<<<<

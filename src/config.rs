// Loop rates, topics, link configuration
use std::time::Duration;

// Control loop frequency for the sensor-driven runtimes
pub const LOOP_HZ: u64 = 50;

// Stop the base if no fresh track reading arrives within this window
pub const SENSOR_TIMEOUT: Duration = Duration::from_millis(250);

// Zenoh topics
pub const TOPIC_TRACK: &str = "diffbot/sensor/track"; // track readings in
pub const TOPIC_ORIENTATION: &str = "diffbot/sensor/orientation"; // tilt remote in
pub const TOPIC_DRIVE: &str = "diffbot/cmd/drive"; // drive commands out
pub const TOPIC_HEALTH: &str = "diffbot/state/health"; // health status
pub const TOPIC_DUEL: &str = "diffbot/duel"; // duel events, one subtopic per side

// Wired link defaults
pub const DEFAULT_SERIAL_PORT: &str = "/dev/ttyACM0";
pub const SERIAL_BAUD: u32 = 115_200;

>>>>

PROBLEM DESCRIPTION: All records above need to be set down again exactly as written.

ANSWER FOR THE TASK:
filename src/config.rs
// Loop rates, topics, link configuration
use std::time::Duration;

// Control loop frequency for the sensor-driven runtimes
pub const LOOP_HZ: u64 = 50;

// Stop the base if no fresh track reading arrives within this window
pub const SENSOR_TIMEOUT: Duration = Duration::from_millis(250);

// Zenoh topics
pub const TOPIC_TRACK: &str = "diffbot/sensor/track"; // track readings in
pub const TOPIC_ORIENTATION: &str = "diffbot/sensor/orientation"; // tilt remote in
pub const TOPIC_DRIVE: &str = "diffbot/cmd/drive"; // drive commands out
pub const TOPIC_HEALTH: &str = "diffbot/state/health"; // health status
pub const TOPIC_DUEL: &str = "diffbot/duel"; // duel events, one subtopic per side

// Wired link defaults
pub const DEFAULT_SERIAL_PORT: &str = "/dev/ttyACM0";
pub const SERIAL_BAUD: u32 = 115_200;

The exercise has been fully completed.